Yao’s Protocol. Yao’s protocol (a.k.a. Garbled Circuits (GC)) is a secure two-party computation that allows the two parties to evaluate a function \(f(x_1, x_2)\) in the presence of semi-honest adversary (i.e., this adversary has to truly follow the protocol yet s/he can try to extract information during the execution of protocol), where inputs \(x_1\) and \(x_2\) are provided by two parties, namely Alice and Bob. Let Alice be the garbler and Bob be the evaluator. Alice builds a garbled version of a circuit for the function f by obfuscating all possible outputs in the truth table. The garbled circuit and Alice’s garbled input \(GI(x_1)\) are sent to Bob. Alice also provides a map from the garbled-circuit outputs to the actual bit values. After receiving the circuit, Bob uses 1-out-of-2 OT [49] with Alice to obliviously obtain his garbled circuit values \(GI(x_2)\) without revealing it to Alice. Bob further evaluates the function \(f(x_1,x_2)\) using \(GI(x_1)\) and \(GI(x_2)\).

The function f is evaluated through a Boolean circuit. The garbler assigns two keys that correspond to bit values 0 or 1 for each wire of the circuit. Then, Alice, the garbler, computes four ciphertexts for each binary gate with the input wires and the output wire. After obtaining ciphertexts, Alice randomly orders these four outcoming values. The evaluator, Bob, can decrypt the correct row from the table if he successfully obtains the pair of keys from Alice via OT.

Secret Sharing. Alternatively to Yao’s Garbled Circuits, MPC solutions based on secret sharing consist of distributing secrets among parties involved in the system and further evaluate the function defined as a circuit accordingly. The GMW protocol [28] relies on Boolean shares and mainly support XOR operations over single bits. The function to be evaluated is encoded as a Boolean circuit and OT is used during the circuit evaluation. The Boolean circuit takes as inputs bit u from Alice and bit v from Bob. These bits are first secret-shared between the parties as \(u = u_1\oplus u_2\) and \(v = v_1\oplus v_2\), where share 1 belongs to Alice and share 2 to Bob. Then both parties evaluate the circuit gate by gate. For example, given shared values, an XOR gate with input bits u and v and output bit w is evaluated locally (i.e. without communication) by each party by computing \(w_i = u_i \oplus v_i\). Value w can be retrieved by exchanging and XORing the shares. Some other solutions use arithmetic circuit whereby inputs are additively shared and addition gates (respectively multiplication gates) correspond to XOR gates (resp. AND gates).

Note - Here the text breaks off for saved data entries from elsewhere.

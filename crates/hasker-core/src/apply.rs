use tracing::info;

use crate::{EntityControls, Result, VoteOutcome, VoteRequest, VoteView};

/// Reflect a validated reply on the page.
///
/// `Error` outcomes are not handled here: they carry no page change and the
/// caller decides how to notify.
pub fn apply_outcome<V: VoteView>(
    view: &V,
    request: &VoteRequest,
    outcome: &VoteOutcome,
) -> Result<()> {
    let (clear_both, votes) = match *outcome {
        VoteOutcome::Add { votes } | VoteOutcome::Update { votes } => (true, votes),
        VoteOutcome::Delete { votes } => (false, votes),
        VoteOutcome::Error => return Ok(()),
    };

    let mut controls = view.locate(&request.key)?;
    let current = request.direction;

    if clear_both {
        controls.set_active(current.opposite(), false);
        controls.set_active(current, true);
    } else {
        controls.set_active(current, false);
    }
    controls.set_votes(votes);

    info!(
        entity = %request.key,
        direction = %current,
        result = outcome.result().as_str(),
        votes,
        "Vote applied"
    );
    Ok(())
}
use serde::{Deserialize, Serialize};

use crate::InvokeResult;

/// JSON body sent to the remote function.
#[derive(Debug, Clone, PartialEq, Eq, Serialize, Deserialize)]
pub struct InvocationPayload {
    pub keyword: String,
}

impl InvocationPayload {
    pub fn new(keyword: impl Into<String>) -> Self {
        Self {
            keyword: keyword.into(),
        }
    }

    /// Serialize to the wire form, `{"keyword":"..."}`.
    pub fn to_bytes(&self) -> InvokeResult<Vec<u8>> {
        Ok(serde_json::to_vec(self)?)
    }
}

#[cfg(test)]
mod tests {
    use super::*;

    #[test]
    fn test_payload_wire_form() {
        let bytes = InvocationPayload::new("hello").to_bytes().unwrap();
        assert_eq!(bytes, br#"{"keyword":"hello"}"#);
    }

    #[test]
    fn test_payload_escapes_keyword() {
        let bytes = InvocationPayload::new(r#"say "hi""#).to_bytes().unwrap();
        assert_eq!(bytes, br#"{"keyword":"say \"hi\""}"#);

        let decoded: InvocationPayload = serde_json::from_slice(&bytes).unwrap();
        assert_eq!(decoded.keyword, r#"say "hi""#);
    }
}
//! HTTP API server for saygate
//!
//! Exposes `GET /say` and the interactive API documentation at `/api-docs`.

mod docs;
mod routes;
mod types;


pub use docs::api_doc;
pub use routes::{Gateway, create_router};

use anyhow::{Context, Result};
use axum::Router;
use std::net::SocketAddr;
use std::sync::Arc;
use tower_http::cors::{Any, CorsLayer};
use tower_http::trace::TraceLayer;
use tracing::{info, warn};

/// Default listening port
pub const DEFAULT_PORT: u16 = 3004;

/// Wrap the router with CORS and tracing middleware
pub fn build_app(gateway: Gateway, port: u16, cors_origin: Option<String>) -> Result<Router> {
    let cors = if let Some(origin) = cors_origin {
        CorsLayer::new()
            .allow_origin(
                origin
                    .parse::<axum::http::HeaderValue>()
                    .with_context(|| format!("Invalid CORS origin: {}", origin))?,
            )
            .allow_methods(Any)
            .allow_headers(Any)
    } else {
        warn!("No CORS origin specified, allowing all origins. Set --cors-origin in production.");
        CorsLayer::very_permissive()
    };

    Ok(create_router(Arc::new(gateway), api_doc(port))
        .layer(TraceLayer::new_for_http())
        .layer(cors))
}

/// Start the HTTP API server
pub async fn serve_http(gateway: Gateway, port: u16, cors_origin: Option<String>) -> Result<()> {
    let app = build_app(gateway, port, cors_origin)?;

    let addr = SocketAddr::from(([0, 0, 0, 0], port));
    info!("Listening at http://localhost:{}", port);
    info!("API documentation at http://localhost:{}/api-docs", port);

    let listener = tokio::net::TcpListener::bind(addr)
        .await
        .with_context(|| format!("Failed to bind {}", addr))?;
    axum::serve(listener, app).await?;

    Ok(())
}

Available Implementations. Several practical open-source implementations for 2PC/MPC systems have been proposed in recent years. Some consist of high-level description languages and corresponding compilers used to specify the function to be securely evaluated and to translate it into a Boolean or arithmetic circuit; for example, Fairplay [41] and its extension to multiple parties, FairplayMP [5]. Other implementations offer libraries for MPC such as SCAPI [20]. Finally, some other solutions propose more comprehensive frameworks consisting of libraries, languages and their compilers, runtime environments and OT tools such as TASTY [33], ABY [19] or EMPtoolkit [57].

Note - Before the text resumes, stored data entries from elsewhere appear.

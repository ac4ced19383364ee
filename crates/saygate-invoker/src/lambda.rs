//! AWS Lambda backed [`Invoker`].

use async_trait::async_trait;
use aws_sdk_lambda::Client;
use aws_sdk_lambda::config::Region;
use aws_sdk_lambda::error::DisplayErrorContext;
use aws_sdk_lambda::operation::invoke::InvokeOutput;
use aws_sdk_lambda::primitives::Blob;
use aws_sdk_lambda::types::InvocationType;
use tracing::{debug, info};

use crate::{InvokeError, InvokeResult, Invoker};

pub const DEFAULT_REGION: &str = "us-east-1";

/// Where to reach Lambda. Credentials come from the standard AWS provider
/// chain (`AWS_ACCESS_KEY_ID` / `AWS_SECRET_ACCESS_KEY`, profiles, IMDS).
#[derive(Debug, Clone)]
pub struct LambdaConfig {
    pub region: String,
    pub endpoint_url: Option<String>,
}

impl Default for LambdaConfig {
    fn default() -> Self {
        Self {
            region: DEFAULT_REGION.to_string(),
            endpoint_url: None,
        }
    }
}

pub struct LambdaInvoker {
    client: Client,
}

impl LambdaInvoker {
    /// Resolve credentials and build a client for the configured region.
    pub async fn connect(config: &LambdaConfig) -> Self {
        let mut loader = aws_config::defaults(aws_config::BehaviorVersion::latest())
            .region(Region::new(config.region.clone()));

        if let Some(ref url) = config.endpoint_url {
            info!("Using Lambda endpoint override: {}", url);
            loader = loader.endpoint_url(url);
        }

        let sdk_config = loader.load().await;
        Self::from_client(Client::new(&sdk_config))
    }

    pub fn from_client(client: Client) -> Self {
        Self { client }
    }
}

#[async_trait]
impl Invoker for LambdaInvoker {
    async fn invoke(&self, function_name: &str, payload: Vec<u8>) -> InvokeResult<Vec<u8>> {
        debug!(function = %function_name, bytes = payload.len(), "Invoking Lambda function");

        let output = self
            .client
            .invoke()
            .function_name(function_name)
            .invocation_type(InvocationType::RequestResponse)
            .payload(Blob::new(payload))
            .send()
            .await
            .map_err(|e| InvokeError::Service(DisplayErrorContext(e).to_string()))?;

        into_result(function_name, output)
    }
}

/// A function that raised still comes back as a successful API call, with
/// `FunctionError` set and the error document as payload.
fn into_result(function_name: &str, output: InvokeOutput) -> InvokeResult<Vec<u8>> {
    let payload = output.payload.map(Blob::into_inner).unwrap_or_default();

    match output.function_error {
        Some(kind) => Err(InvokeError::Function {
            function: function_name.to_string(),
            kind,
            payload,
        }),
        None => Ok(payload),
    }
}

3.2 Fully Homomorphic Encryption

Homomorphic encryption allows to process encrypted data without learning neither the input data nor the computation result. The data owner, Alice, can thus delegate some of her computation over sensitive data to a non-trusted party, Bob. Alice encrypts her data under her own public key, and sends the encryption to Bob. Once received, Bob can evaluate a circuit over Alice’s inputs, obtaining a result still encrypted under Alice’s public key. Bob sends the result back to Alice, who is the only party able to decrypt it. Formally, a homomorphic encryption scheme is composed of four procedures, defined as follows:

  • KeyGen: the key generation procedure takes as input the security parameter \(\lambda \) and outputs the public-secret key pair \(({\textsf {pk}}, {\textsf {sk}})\).

  • Enc: the encryption procedure uses the public key \({\textsf {pk}}\) to transform a message M into a ciphertext c.

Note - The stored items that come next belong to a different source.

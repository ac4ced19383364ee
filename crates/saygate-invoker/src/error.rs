//! Invocation error types.

use std::time::Duration;
use thiserror::Error;

/// Everything that can go wrong between building a payload and receiving
/// the function's result.
#[derive(Debug, Error)]
pub enum InvokeError {
    #[error("failed to encode invocation payload: {0}")]
    Encode(#[from] serde_json::Error),

    #[error("lambda invoke failed: {0}")]
    Service(String),

    #[error("function {function} raised {kind}")]
    Function {
        function: String,
        kind: String,
        payload: Vec<u8>,
    },

    #[error("invocation timed out after {0:?}")]
    Timeout(Duration),
}

pub type InvokeResult<T> = Result<T, InvokeError>;
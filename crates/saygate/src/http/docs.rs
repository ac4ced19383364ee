//! OpenAPI document served under `/api-docs`

use utoipa::OpenApi;
use utoipa::openapi::server::ServerBuilder;

use super::types::ErrorResponse;

#[derive(OpenApi)]
#[openapi(
    info(
        title = "saygate",
        description = "Relays a keyword to a serverless function and returns its response"
    ),
    paths(super::routes::say),
    components(schemas(ErrorResponse)),
    tags((name = "say", description = "Keyword relay"))
)]
pub struct ApiDoc;

/// Build the document with a server entry pointing at the local listener.
pub fn api_doc(port: u16) -> utoipa::openapi::OpenApi {
    let mut doc = ApiDoc::openapi();
    doc.servers = Some(vec![
        ServerBuilder::new()
            .url(format!("http://localhost:{}", port))
            .description(Some("Local server"))
            .build(),
    ]);
    doc
}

  • Eval: the evaluation procedure takes as inputs a circuit \(\mathcal {C}\), and ciphertexts \(c_1, \dots c_\ell \) such that \(c_i = {\textsf {Enc}}(M_i, {\textsf {pk}})\). It outputs another ciphertext \(c_{\text {res}} = {\textsf {Eval}}(\mathcal {C}, (c_1, \dots c_\ell ))\).

  • Dec: the decryption procedure uses the secret key \({\textsf {sk}}\) to transform back a ciphertext c to the message M.

Homomorphic encryption has been known since many decades. The concept, initially called privacy homomorphism, has been introduced in 1978 by Rivest, Adleman and Dertouzos [50] and several “basic” schemes verifying this property followed: such as the well-known RSA [50] (multiplicatively), ElGamal [21] (multiplicatively, or additively, depending on the variant) and Paillier [48] (additively). In 2005, the Boneh-Goh-Nissim encryption [6] scheme was able to perform an arbitrary number of additions, and one single multiplication (hence becoming one of the first somewhat homomorphic encryption schemes). The first FHE scheme was proposed in 2009 by Craig Gentry [24] with an ingenious idea called bootstrapping. Further, since research on FHE has been prolific and new schemes have been proposed based on Gentry’s first idea to improve the efficiency of the original but impractical schemes. Both somewhat and leveled homomorphic schemes include some noise in the ciphertexts. This noise grows throughout computations. A refreshing procedure, bootstrapping, can be added to manage the noise growth. The bootstrapping operation remains a bottleneck when evaluating circuits in the encrypted domain.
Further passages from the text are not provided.